Ithaca Blog

Wednesday, January 26, 2011

"Blue Valentine," And Penny and the Quarters

We don't review movies on Ithaca Blog, because plenty of other places do that well, but we would like to recommend this picture "Blue Valentine," newly released.

We saw an advance copy "per dolem", as we say in Latin ("by means of a trick"). It has won prizes at Sundance, Cannes, etc.

We mention it not only because it is good, but because we own a record/CD store, and the film features an astonishing song by an astonishing band that, somehow, was never famous, or even known.

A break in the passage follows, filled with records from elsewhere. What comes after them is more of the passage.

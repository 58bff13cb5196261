//! Summarises a suite of benchmark runs per input file.
//!
//! A suite directory holds one report per configuration, anywhere below it
//! (e.g. `suite/test_data_compressed_c6_w16/_report_c6_w16.csv`). For every
//! input file across those reports, [`summarize_suite`] collects the mean
//! compressed size and Brotli time of each configuration, and [`write_suite`]
//! writes them to `<suite>/<file name>/summary.csv`.

use crate::{
    csv::write_suite_summary_csv,
    report::{params::is_report_file_name, params::ReportParams, Report, ReportError},
};
use indexmap::IndexMap;
use std::{
    io,
    path::{Path, PathBuf},
};
use thiserror::Error;
use tracing::{debug, info};
use walkdir::WalkDir;

/// Errors raised while summarising a suite.
#[derive(Debug, Error)]
pub enum SuiteError {
    #[error("Directory {} does not exist.", .0.display())]
    NotADirectory(PathBuf),

    #[error("No `_report*.csv` files found under {}", .0.display())]
    NoReports(PathBuf),

    #[error("Failed to read directory entry: {0}")]
    Walk(#[from] walkdir::Error),

    #[error(transparent)]
    Report(#[from] ReportError),

    #[error("Failed to write suite summary: {0}")]
    Io(#[from] io::Error),
}

/// Results of one configuration for one input file.
#[derive(Debug, Clone, PartialEq)]
pub struct SuiteEntry {
    /// Configuration label, e.g. `c6_w16`.
    pub label: String,
    pub params: Option<ReportParams>,
    /// Mean compressed size in bytes.
    pub compressed_size: f64,
    /// Mean Brotli encoder time in milliseconds.
    pub brotli_time_ms: Option<f64>,
}

/// Every input file of a suite with its per-configuration results.
#[derive(Debug, Default, Clone, PartialEq)]
pub struct SuiteSummary {
    /// Number of reports the summary was built from.
    pub report_count: usize,
    /// File name → entries, sorted by configuration.
    pub files: IndexMap<String, Vec<SuiteEntry>>,
}

/// Finds every `_report*.csv` below `suite_dir`, in path order.
pub fn find_reports(suite_dir: &Path) -> Result<Vec<PathBuf>, SuiteError> {
    if !suite_dir.is_dir() {
        return Err(SuiteError::NotADirectory(suite_dir.to_path_buf()));
    }

    let mut reports = Vec::new();
    for entry in WalkDir::new(suite_dir).sort_by_file_name() {
        let entry = entry?;
        let is_report = entry.file_type().is_file()
            && entry.file_name().to_str().is_some_and(is_report_file_name);
        if is_report {
            debug!("Found report: {}", entry.path().display());
            reports.push(entry.into_path());
        }
    }
    Ok(reports)
}

/// Builds a [`SuiteSummary`] from already loaded reports.
///
/// Entries of each file are sorted by configuration (quality, then window
/// bits), with unparsable labels last in label order.
pub fn summarize_reports(reports: &[Report]) -> SuiteSummary {
    let mut files: IndexMap<String, Vec<SuiteEntry>> = IndexMap::new();
    for report in reports {
        for (file_name, summary) in &report.files {
            files.entry(file_name.clone()).or_default().push(SuiteEntry {
                label: report.label.clone(),
                params: report.params.clone(),
                compressed_size: summary.compressed_size,
                brotli_time_ms: summary.brotli_time_ms(),
            });
        }
    }

    for entries in files.values_mut() {
        entries.sort_by(|a, b| match (&a.params, &b.params) {
            (Some(pa), Some(pb)) => pa.cmp(pb).then_with(|| a.label.cmp(&b.label)),
            (Some(_), None) => core::cmp::Ordering::Less,
            (None, Some(_)) => core::cmp::Ordering::Greater,
            (None, None) => a.label.cmp(&b.label),
        });
    }

    SuiteSummary {
        report_count: reports.len(),
        files,
    }
}

/// Loads every report below `suite_dir` and summarises them per input file.
///
/// # Errors
///
/// Fails if `suite_dir` is not a directory, contains no reports, or any
/// report cannot be loaded.
pub fn summarize_suite(suite_dir: &Path) -> Result<SuiteSummary, SuiteError> {
    let paths = find_reports(suite_dir)?;
    if paths.is_empty() {
        return Err(SuiteError::NoReports(suite_dir.to_path_buf()));
    }

    let reports = paths
        .iter()
        .map(|path| Report::load(path))
        .collect::<Result<Vec<_>, _>>()?;
    Ok(summarize_reports(&reports))
}

/// Writes `<suite_dir>/<file name>/summary.csv` for every file in `summary`.
///
/// File names are sanitized before being used as directory names.
/// Returns the written paths.
pub fn write_suite(suite_dir: &Path, summary: &SuiteSummary) -> Result<Vec<PathBuf>, SuiteError> {
    let mut written = Vec::with_capacity(summary.files.len());
    for (file_name, entries) in &summary.files {
        let output_dir = suite_dir.join(sanitize_filename::sanitize(file_name));
        let path = write_suite_summary_csv(entries, &output_dir)?;
        info!("Wrote {} configuration(s) to {}", entries.len(), path.display());
        written.push(path);
    }
    Ok(written)
}

#[cfg(test)]
mod tests {
    use super::*;
    use crate::csv::SUITE_SUMMARY_FILE_NAME;
    use std::fs;
    use tempfile::TempDir;

    const HEADER: &str =
        "Original File Name,File Size(B),Compressed File Size(B),Time Taken by Brotli(s)\n";

    fn write_report(dir: &Path, run_dir: &str, file_name: &str, rows: &str) -> PathBuf {
        let run = dir.join(run_dir);
        fs::create_dir_all(&run).unwrap();
        let path = run.join(file_name);
        fs::write(&path, format!("{HEADER}{rows}")).unwrap();
        path
    }

    fn create_suite() -> TempDir {
        let tmp = TempDir::new().unwrap();
        write_report(
            tmp.path(),
            "test_data_compressed_c6_w24",
            "_report_c6_w24.csv",
            "a.txt,1000,300,0.004\nb.txt,50,40,0.001\n",
        );
        write_report(
            tmp.path(),
            "test_data_compressed_c6_w16",
            "_report_c6_w16.csv",
            "a.txt,1000,400,0.002\na.txt,1000,500,0.004\n",
        );
        fs::write(tmp.path().join("notes.csv"), "unrelated").unwrap();
        tmp
    }

    #[test]
    fn finds_only_report_files() {
        let suite = create_suite();
        let reports = find_reports(suite.path()).unwrap();
        let names: Vec<String> = reports
            .iter()
            .map(|p| p.file_name().unwrap().to_string_lossy().into_owned())
            .collect();
        assert_eq!(names, ["_report_c6_w16.csv", "_report_c6_w24.csv"]);
    }

    #[test]
    fn summarizes_per_file_and_configuration() {
        let suite = create_suite();
        let summary = summarize_suite(suite.path()).unwrap();
        assert_eq!(summary.report_count, 2);

        let a = &summary.files["a.txt"];
        let labels: Vec<&str> = a.iter().map(|e| e.label.as_str()).collect();
        assert_eq!(labels, ["c6_w16", "c6_w24"]);
        assert_eq!(a[0].compressed_size, 450.0);
        assert!((a[0].brotli_time_ms.unwrap() - 3.0).abs() < 1e-9);

        let b = &summary.files["b.txt"];
        assert_eq!(b.len(), 1);
        assert_eq!(b[0].label, "c6_w24");
    }

    #[test]
    fn writes_summary_per_file() {
        let suite = create_suite();
        let summary = summarize_suite(suite.path()).unwrap();
        let written = write_suite(suite.path(), &summary).unwrap();

        assert_eq!(written.len(), 2);
        assert!(suite.path().join("a.txt").join(SUITE_SUMMARY_FILE_NAME).is_file());
        assert!(suite.path().join("b.txt").join(SUITE_SUMMARY_FILE_NAME).is_file());

        // Summaries are not picked up as reports on the next run.
        assert_eq!(find_reports(suite.path()).unwrap().len(), 2);
    }

    #[test]
    fn empty_suite_is_an_error() {
        let tmp = TempDir::new().unwrap();
        assert!(matches!(
            summarize_suite(tmp.path()),
            Err(SuiteError::NoReports(_))
        ));
    }

    #[test]
    fn malformed_report_aborts() {
        let tmp = TempDir::new().unwrap();
        let run = tmp.path().join("run");
        fs::create_dir(&run).unwrap();
        fs::write(run.join("_report_c6_w16.csv"), "Original File Name\nx\n").unwrap();
        assert!(matches!(
            summarize_suite(tmp.path()),
            Err(SuiteError::Report(ReportError::Malformed { .. }))
        ));
    }
}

The song is called "You And Me." It is by a group from long ago called Penny and the Quarters. They were from Ohio and that is about all anyone knows about them.

The song is presented in a demo version, with nothing but voices and one guitar. It is a gospel-based soul ballad. It is staggeringly simple, and beautiful for that.

It is reminiscent of "People Get Ready" and "This Old Heart Of Mine," two huge soul hits. If it antedates them, it is a brilliant amalgamation. If it predates them (no one knows, at the moment), it is monumental, if that is not too strong. (For people interested in song composition and history, not to mention copyright law, it is not.)

The makers of the film are searching for any vestiges of the band, to pay them.

You can read a bit about the band on Wikipedia - or, better, hear the song on Youtube. Simply search there for Penny and the Quarters.

Steve Burke
for Ithaca NY Blog

Tuesday, January 25, 2011

Richie Stearns' New CD, And Release Gig On Sat. 29 Jan.

We usually don't think to post here for local music shows days in advance, but this Saturday comes a large one, as Richie Stearns issues a new CD, and celebrates it at the Chapter House, at 10 p.m.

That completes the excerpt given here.